Site Structure For Massive Sites

Joined
Feb 16, 2019
Messages
18
Likes
6
Degree
0
Taking on a client which has a lot of user generated content (like 500k-1M posts) which include text and images. They also have category pages. Almost all of their traffic currently come from social media sites and referrals.

There are some easy wins for me to do here (increasing site speed, restructuring the content formatting so that it's got proper html tags, etc. etc.)

They have some links already, so I think with some good on-site improvements they should see quick gains as they have such little SEO traffic given their complete trash structure and on-site.

What I need advice on:

I don't have experience with internal linking and structure for sites with this many pages and would love to get your thoughts.

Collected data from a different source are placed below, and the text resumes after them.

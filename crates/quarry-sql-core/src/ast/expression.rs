//! Expression nodes of the compiled query plan.
//!
//! A plan tree is built once by the upstream query compiler and handed
//! to a generator read-only; generators never mutate it.

use super::types::{DataType, SqlType};

/// A literal value.
#[derive(Debug, Clone, PartialEq)]
pub enum Literal {
    /// Integer literal.
    Integer(i64),
    /// Float literal.
    Float(f64),
    /// String literal.
    String(String),
    /// Boolean literal.
    Boolean(bool),
    /// NULL literal.
    Null,
}

impl Literal {
    /// Returns the static type of the literal.
    #[must_use]
    pub const fn sql_type(&self) -> SqlType {
        match self {
            Self::Integer(_) => SqlType::Integer,
            Self::Float(_) => SqlType::Float,
            Self::String(_) => SqlType::Text,
            Self::Boolean(_) => SqlType::Boolean,
            Self::Null => SqlType::Unknown,
        }
    }
}

/// Binary operators.
#[derive(Debug, Clone, Copy, PartialEq, Eq)]
pub enum BinaryOp {
    // Arithmetic
    Add,
    Sub,
    Mul,
    Div,
    Mod,

    // Comparison
    Eq,
    NotEq,
    Lt,
    LtEq,
    Gt,
    GtEq,

    // Logical
    And,
    Or,

    // String
    Concat,
    Like,

    // Bitwise
    BitAnd,
    BitOr,
}

impl BinaryOp {
    /// Returns the generic SQL representation of the operator.
    #[must_use]
    pub const fn as_str(&self) -> &'static str {
        match self {
            Self::Add => "+",
            Self::Sub => "-",
            Self::Mul => "*",
            Self::Div => "/",
            Self::Mod => "%",
            Self::Eq => "=",
            Self::NotEq => "<>",
            Self::Lt => "<",
            Self::LtEq => "<=",
            Self::Gt => ">",
            Self::GtEq => ">=",
            Self::And => "AND",
            Self::Or => "OR",
            Self::Concat => "||",
            Self::Like => "LIKE",
            Self::BitAnd => "&",
            Self::BitOr => "|",
        }
    }

    /// Returns the precedence of the operator (higher = binds tighter).
    #[must_use]
    pub const fn precedence(&self) -> u8 {
        match self {
            Self::Or => 1,
            Self::And => 2,
            Self::Eq | Self::NotEq | Self::Lt | Self::LtEq | Self::Gt | Self::GtEq => 3,
            Self::Like => 4,
            Self::BitOr => 5,
            Self::BitAnd => 6,
            Self::Add | Self::Sub | Self::Concat => 7,
            Self::Mul | Self::Div | Self::Mod => 8,
        }
    }

    /// Returns whether the operator yields a boolean result.
    #[must_use]
    pub const fn is_predicate(&self) -> bool {
        matches!(
            self,
            Self::Eq
                | Self::NotEq
                | Self::Lt
                | Self::LtEq
                | Self::Gt
                | Self::GtEq
                | Self::And
                | Self::Or
                | Self::Like
        )
    }
}

/// Unary operators.
#[derive(Debug, Clone, Copy, PartialEq, Eq)]
pub enum UnaryOp {
    /// Negation (-)
    Neg,
    /// Logical NOT
    Not,
}

impl UnaryOp {
    /// Returns the SQL representation of the operator.
    #[must_use]
    pub const fn as_str(&self) -> &'static str {
        match self {
            Self::Neg => "-",
            Self::Not => "NOT",
        }
    }
}

/// A function call expression.
#[derive(Debug, Clone, PartialEq)]
pub struct FunctionCall {
    /// Owning schema or package, when the call is qualified.
    pub schema: Option<String>,
    /// The function name.
    pub name: String,
    /// The arguments.
    pub args: Vec<Expr>,
    /// Whether DISTINCT was specified (aggregates).
    pub distinct: bool,
    /// The static result type of the call.
    pub return_type: SqlType,
}

impl FunctionCall {
    /// Creates an unqualified function call.
    #[must_use]
    pub fn new(name: impl Into<String>, args: Vec<Expr>, return_type: SqlType) -> Self {
        Self {
            schema: None,
            name: name.into(),
            args,
            distinct: false,
            return_type,
        }
    }

    /// Qualifies the call with an owning schema.
    #[must_use]
    pub fn with_schema(mut self, schema: impl Into<String>) -> Self {
        self.schema = Some(schema.into());
        self
    }
}

/// An expression in the compiled query plan.
#[derive(Debug, Clone, PartialEq)]
pub enum Expr {
    /// A literal value.
    Literal(Literal),

    /// A column reference, optionally qualified with a table alias.
    ///
    /// References to projected aliases of an inner query use the same
    /// node, qualified with the inner query's alias.
    Column {
        /// Table name or alias (optional).
        table: Option<String>,
        /// Column name.
        name: String,
        /// The static type of the column.
        sql_type: SqlType,
    },

    /// A binary expression.
    Binary {
        /// Left operand.
        left: Box<Expr>,
        /// Operator.
        op: BinaryOp,
        /// Right operand.
        right: Box<Expr>,
    },

    /// A unary expression.
    Unary {
        /// Operator.
        op: UnaryOp,
        /// Operand.
        operand: Box<Expr>,
    },

    /// A function call.
    Function(FunctionCall),

    /// A named bound parameter.
    Parameter {
        /// The parameter name, without placeholder decoration.
        name: String,
        /// The static type of the bound value.
        sql_type: SqlType,
    },

    /// A scalar subquery.
    Subquery(Box<super::SelectStatement>),

    /// IS NULL expression.
    IsNull {
        /// The expression to check.
        expr: Box<Expr>,
        /// Whether this is IS NOT NULL.
        negated: bool,
    },

    /// IN expression.
    In {
        /// The expression to check.
        expr: Box<Expr>,
        /// The list of values.
        list: Vec<Expr>,
        /// Whether this is NOT IN.
        negated: bool,
    },

    /// BETWEEN expression.
    Between {
        /// The expression to check.
        expr: Box<Expr>,
        /// Lower bound.
        low: Box<Expr>,
        /// Upper bound.
        high: Box<Expr>,
        /// Whether this is NOT BETWEEN.
        negated: bool,
    },

    /// CASE expression.
    Case {
        /// The operand (if any).
        operand: Option<Box<Expr>>,
        /// WHEN/THEN clauses.
        when_clauses: Vec<(Expr, Expr)>,
        /// ELSE clause.
        else_clause: Option<Box<Expr>>,
    },

    /// CAST expression.
    Cast {
        /// Expression to cast.
        expr: Box<Expr>,
        /// Target type.
        data_type: DataType,
    },

    /// An opaque SQL fragment emitted verbatim.
    ///
    /// Carries pre-compiled text from the upstream framework, such as
    /// engine pseudo-columns. Never built from user input.
    Fragment(String),

    /// Wildcard (*) in a projection.
    Wildcard {
        /// Table qualifier (optional).
        table: Option<String>,
    },
}

impl Expr {
    /// Creates a column reference of unknown type.
    #[must_use]
    pub fn column(name: impl Into<String>) -> Self {
        Self::Column {
            table: None,
            name: name.into(),
            sql_type: SqlType::Unknown,
        }
    }

    /// Creates a qualified column reference of unknown type.
    #[must_use]
    pub fn qualified_column(table: impl Into<String>, name: impl Into<String>) -> Self {
        Self::Column {
            table: Some(table.into()),
            name: name.into(),
            sql_type: SqlType::Unknown,
        }
    }

    /// Creates a typed column reference.
    #[must_use]
    pub fn typed_column(
        table: Option<&str>,
        name: impl Into<String>,
        sql_type: SqlType,
    ) -> Self {
        Self::Column {
            table: table.map(String::from),
            name: name.into(),
            sql_type,
        }
    }

    /// Creates a new integer literal.
    #[must_use]
    pub const fn integer(value: i64) -> Self {
        Self::Literal(Literal::Integer(value))
    }

    /// Creates a new string literal.
    #[must_use]
    pub fn string(value: impl Into<String>) -> Self {
        Self::Literal(Literal::String(value.into()))
    }

    /// Creates a new boolean literal.
    #[must_use]
    pub const fn boolean(value: bool) -> Self {
        Self::Literal(Literal::Boolean(value))
    }

    /// Creates a NULL literal.
    #[must_use]
    pub const fn null() -> Self {
        Self::Literal(Literal::Null)
    }

    /// Creates a named bound parameter of unknown type.
    #[must_use]
    pub fn parameter(name: impl Into<String>) -> Self {
        Self::Parameter {
            name: name.into(),
            sql_type: SqlType::Unknown,
        }
    }

    /// Creates a verbatim SQL fragment.
    #[must_use]
    pub fn fragment(sql: impl Into<String>) -> Self {
        Self::Fragment(sql.into())
    }

    /// Creates a binary expression.
    #[must_use]
    pub fn binary(self, op: BinaryOp, right: Self) -> Self {
        Self::Binary {
            left: Box::new(self),
            op,
            right: Box::new(right),
        }
    }

    /// Creates an equality expression.
    #[must_use]
    pub fn eq(self, right: Self) -> Self {
        self.binary(BinaryOp::Eq, right)
    }

    /// Creates an inequality expression.
    #[must_use]
    pub fn not_eq(self, right: Self) -> Self {
        self.binary(BinaryOp::NotEq, right)
    }

    /// Creates a less-than-or-equal expression.
    #[must_use]
    pub fn lt_eq(self, right: Self) -> Self {
        self.binary(BinaryOp::LtEq, right)
    }

    /// Creates a greater-than expression.
    #[must_use]
    pub fn gt(self, right: Self) -> Self {
        self.binary(BinaryOp::Gt, right)
    }

    /// Creates an AND expression.
    #[must_use]
    pub fn and(self, right: Self) -> Self {
        self.binary(BinaryOp::And, right)
    }

    /// Creates an OR expression.
    #[must_use]
    pub fn or(self, right: Self) -> Self {
        self.binary(BinaryOp::Or, right)
    }

    /// Creates an IS NULL expression.
    #[must_use]
    pub fn is_null(self) -> Self {
        Self::IsNull {
            expr: Box::new(self),
            negated: false,
        }
    }

    /// Creates an IS NOT NULL expression.
    #[must_use]
    pub fn is_not_null(self) -> Self {
        Self::IsNull {
            expr: Box::new(self),
            negated: true,
        }
    }

    /// Creates a CAST expression.
    #[must_use]
    pub fn cast(self, data_type: DataType) -> Self {
        Self::Cast {
            expr: Box::new(self),
            data_type,
        }
    }

    /// Returns the static result type of the expression.
    #[must_use]
    pub fn sql_type(&self) -> SqlType {
        match self {
            Self::Literal(lit) => lit.sql_type(),
            Self::Column { sql_type, .. } | Self::Parameter { sql_type, .. } => *sql_type,
            Self::Binary { left, op, right } => {
                if op.is_predicate() {
                    SqlType::Boolean
                } else if matches!(op, BinaryOp::Concat) {
                    SqlType::Text
                } else {
                    match left.sql_type() {
                        SqlType::Unknown => right.sql_type(),
                        ty => ty,
                    }
                }
            }
            Self::Unary { op, operand } => match op {
                UnaryOp::Not => SqlType::Boolean,
                UnaryOp::Neg => operand.sql_type(),
            },
            Self::Function(f) => f.return_type,
            Self::IsNull { .. } | Self::In { .. } | Self::Between { .. } => SqlType::Boolean,
            Self::Case {
                when_clauses,
                else_clause,
                ..
            } => when_clauses
                .first()
                .map_or_else(
                    || else_clause.as_ref().map_or(SqlType::Unknown, |e| e.sql_type()),
                    |(_, then)| then.sql_type(),
                ),
            Self::Cast { data_type, .. } => data_type.semantic_type(),
            Self::Subquery(_) | Self::Fragment(_) | Self::Wildcard { .. } => SqlType::Unknown,
        }
    }

    /// Returns whether the expression is a literal constant or a bound
    /// parameter.
    ///
    /// Orderings over such expressions are no-ops and some engines
    /// reject them outright.
    #[must_use]
    pub const fn is_constant_or_parameter(&self) -> bool {
        matches!(self, Self::Literal(_) | Self::Parameter { .. })
    }
}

Here's what I've gathered from my research so far:

Their site is basically broken down into these pieces:
  • content (images + text) -- good long-tail ranking targets (~500k of these)
  • categories (big lists of content, like "baking recipes") -- (~150k of these)
  • profiles (creators) -- (~20k of these)
I've been trying to study Pinterest, which seems to have a similar issue/ratio.

My Thought Process:

Home page links to top content + stuff as many categories as I can (like 50 or 100 in the header or footer) + link to a page with a ton more categories (like 500 of them)

Category pages link to as much content as I can and also to other related categories (like 10-20 of them) as well as profiles

Profiles link to that profile's content

Content links to profile and more similar Category pages.

I see sites like Pinterest indexing tens of millions of pages. I assume it's by just jamming as many links as they can into pages right? Anything else I should keep an eye out for? Anybody work on sites like this before?

Otherwise, it'll be a fun game of stuffing as many links and interlinking as much as I can haha
 

Ryuzaki

女性以上のお金
Staff member
BuSo Pro
Digital Strategist
Joined
Sep 3, 2014
Messages
3,287
Likes
6,004
Degree
7
Categories
You could make Meta Category pages that group those categories into sub-groups. So like, a giant category that contains no posts but only sub-cats (not even really a category, but could just be a page you create to act as if it is one). The sole purpose of these would be to link out to all of the other categories and you could stuff them into the header / footer instead of 100 other categories. Crawling and page rank flow would only be one hop away, but keep your navigation cleaner.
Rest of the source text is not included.